Il mercato dei videogiochi non è certo un settore in sofferenza, ogni anno sempre più persone di tutte le età si appassionano a questo tipo di intrattenimento e cercano di ritagliarsi un momento nella loro giornata da dedicare al divertimento interattivo. Per fare un esempio il sito Newzoo – che si occupa di fornire dati in generale per quanto riguarda il mercato dei videogames – aveva previsto entrate annue totali, nel periodo 2019, per questo settore quantificate in circa 152 miliardi di dollari, poi ridotte a 148. Il punto però è che questo mercato molto redditizio (che supera ampiamente quello del cinema e della musica) negli ultimi anni sta vedendo una crescita verticale della percentuale di introiti prodotti solo dalla parte mobile game.

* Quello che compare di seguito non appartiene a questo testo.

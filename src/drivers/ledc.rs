//! LEDC PWM channel driver.
//!
//! Each [`LedcPwm`] owns one LEDC channel and the timer that clocks it.
//! Channels 0–7 live in the high-speed group, 8–15 in the low-speed group
//! (classic ESP32 numbering, as used by the board wiring in
//! [`pins`](crate::pins)).
//!
//! `detach()` stops the channel with the output idling low; `attach()`
//! re-latches the last written duty and restarts it.

#[cfg(target_os = "espidf")]
use esp_idf_svc::sys::*;

use log::{debug, info};

use crate::app::ports::PwmPort;

use super::HwError;

pub struct LedcPwm {
    gpio: i32,
    channel: u32,
    timer: u32,
    last_duty: u32,
    running: bool,
}

impl LedcPwm {
    /// Bind a channel/timer pair to a GPIO.  Nothing is configured until
    /// [`PwmPort::configure`].
    pub fn new(gpio: i32, channel: u32, timer: u32) -> Self {
        Self {
            gpio,
            channel,
            timer,
            last_duty: 0,
            running: false,
        }
    }

    pub fn last_duty(&self) -> u32 {
        self.last_duty
    }

    pub fn is_running(&self) -> bool {
        self.running
    }

    #[cfg(target_os = "espidf")]
    fn mode(&self) -> ledc_mode_t {
        if self.channel < 8 {
            ledc_mode_t_LEDC_HIGH_SPEED_MODE
        } else {
            ledc_mode_t_LEDC_LOW_SPEED_MODE
        }
    }

    #[cfg(target_os = "espidf")]
    fn hw_channel(&self) -> ledc_channel_t {
        self.channel % 8
    }

    // ── Platform-specific ─────────────────────────────────────

    #[cfg(target_os = "espidf")]
    fn platform_configure(&mut self, frequency_hz: u32, resolution_bits: u8) -> Result<(), HwError> {
        let timer = ledc_timer_config_t {
            speed_mode: self.mode(),
            timer_num: self.timer,
            duty_resolution: ledc_timer_bit_t::from(resolution_bits),
            freq_hz: frequency_hz,
            clk_cfg: soc_periph_ledc_clk_src_legacy_t_LEDC_AUTO_CLK,
            ..Default::default()
        };
        // SAFETY: config structs outlive the calls; this channel/timer pair
        // is owned exclusively by `self`.
        super::check(unsafe { ledc_timer_config(&timer) }, HwError::LedcTimerConfig)?;

        let channel = ledc_channel_config_t {
            gpio_num: self.gpio,
            speed_mode: self.mode(),
            channel: self.hw_channel(),
            timer_sel: self.timer,
            duty: 0,
            hpoint: 0,
            ..Default::default()
        };
        super::check(unsafe { ledc_channel_config(&channel) }, HwError::LedcChannelConfig)
    }

    #[cfg(not(target_os = "espidf"))]
    fn platform_configure(&mut self, _frequency_hz: u32, _resolution_bits: u8) -> Result<(), HwError> {
        Ok(())
    }

    #[cfg(target_os = "espidf")]
    fn platform_set_duty(&mut self, duty: u32) -> Result<(), HwError> {
        // SAFETY: channel configured in platform_configure(); only the
        // owning controller writes it.
        unsafe {
            super::check(ledc_set_duty(self.mode(), self.hw_channel(), duty), HwError::LedcWrite)?;
            super::check(ledc_update_duty(self.mode(), self.hw_channel()), HwError::LedcWrite)
        }
    }

    #[cfg(not(target_os = "espidf"))]
    fn platform_set_duty(&mut self, _duty: u32) -> Result<(), HwError> {
        Ok(())
    }

    #[cfg(target_os = "espidf")]
    fn platform_stop(&mut self) -> Result<(), HwError> {
        // SAFETY: see platform_set_duty().
        super::check(unsafe { ledc_stop(self.mode(), self.hw_channel(), 0) }, HwError::LedcWrite)
    }

    #[cfg(not(target_os = "espidf"))]
    fn platform_stop(&mut self) -> Result<(), HwError> {
        Ok(())
    }
}

impl PwmPort for LedcPwm {
    type Error = HwError;

    fn configure(&mut self, frequency_hz: u32, resolution_bits: u8) -> Result<(), HwError> {
        self.platform_configure(frequency_hz, resolution_bits)?;
        self.last_duty = 0;
        self.running = true;
        info!(
            "LEDC ch{} (timer {}) on GPIO {}: {} Hz, {}-bit",
            self.channel, self.timer, self.gpio, frequency_hz, resolution_bits
        );
        Ok(())
    }

    fn write_duty(&mut self, duty: u32) -> Result<(), HwError> {
        if self.running {
            self.platform_set_duty(duty)?;
        } else {
            // A stopped channel only latches; attach() pushes it out.
            debug!("LEDC ch{}: duty {} latched while stopped", self.channel, duty);
        }
        self.last_duty = duty;
        Ok(())
    }

    fn detach(&mut self) -> Result<(), HwError> {
        self.platform_stop()?;
        self.running = false;
        Ok(())
    }

    fn attach(&mut self) -> Result<(), HwError> {
        self.platform_set_duty(self.last_duty)?;
        self.running = true;
        Ok(())
    }
}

E qui iniziano i problemi per GameStop.
Utilizziamo due dati molto significativi – riportati sempre da Newzoo – per comprendere il problema: 45 miliardi di dollari è l’introito che il sito prevedeva avrebbe generato il segmento dei giochi da console (nel 2019), 68 miliardi quello generato dai mobile games (nello stesso periodo); non è solo l’evidente differenza di numeri – ben 23 miliardi, ossia più della metà del fatturato dei giochi da console – che deve far pensare ma è anche la differenza nei costi di produzione. Pur supponendo che produrre un videogioco per console e uno per mobile abbia un costo simile, bisogna considerare anche e soprattutto le spese dei supporti fisici (CD e DVD) e di distribuzione che pesano sul mercato delle console e non su quello dei giochi per smartphone. Bisogna dire però che negli anni l’accesso ai videogiochi da console tramite gli store online è divenuto sempre più semplice, e questa è un’altra brutta notizia per GameStop perché sempre meno persone vanno in negozio a comprare la copia fisica del loro videogioco preferito.
Volendo limitare i problemi economici di GameStop ai soli “ragazzi che non vanno più fisicamente a comprare il gioco”, senza considerare quindi il momento di difficoltà in generale, è facile intuire come sia d’obbligo cercare di limitare i costi per mantenere in piedi la società; a questo punto entrano in gioco i tagli.
Vari siti hanno riportato delle dichiarazioni, effettuate qualche giorno fa dal vice-presidente esecutivo di GameStop Jim Bell, le quali confermano le future chiusure di circa 300 negozi nell’arco dell’anno fiscale 2020 – più o meno lo stesso numero di chiusure già avvenuto nel corso del 2019 –, di seguito le dichiarazioni:
Continuiamo a porre la nostra attenzione sull’ottimizzazione della presenza dei nostri negozi a livello globale, nell’anno fiscale 2019 abbiamo chiuso un totale di 321 esercizi e ne abbiamo aperti 12. Nell’anno fiscale 2020 continueremo nel nostro impegno di disperdere i nostri negozi, ci focalizzeremo invece sulla produttività del nostro parco negozi
e ancora
Prevediamo delle chiusure di negozi uguali o maggiori alle 320 avvenute l’anno scorso su base globale. Vogliamo però sottolineare come queste chiusure siano molto specifiche e siano una parte del nostro piano di de-densificazione, non sono in alcun modo legate alle ultime tendenze di mercato
(traduzione nostra)
Queste sono state le dichiarazioni di Jim Bell in merito alle prossime chiusure che avverranno all’interno di GameStop; nonostante le sue puntualizzazioni si fatica davvero a pensare che la riduzione del parco negozi, da un lato, e l’evidente calo delle vendite dei videogiochi con supporto fisico, dall’altro, siano due elementi non correlati.
Speriamo che i piani dei capi della GameStop siano davvero indirizzati a migliorare il servizio e i rapporti con la clientela.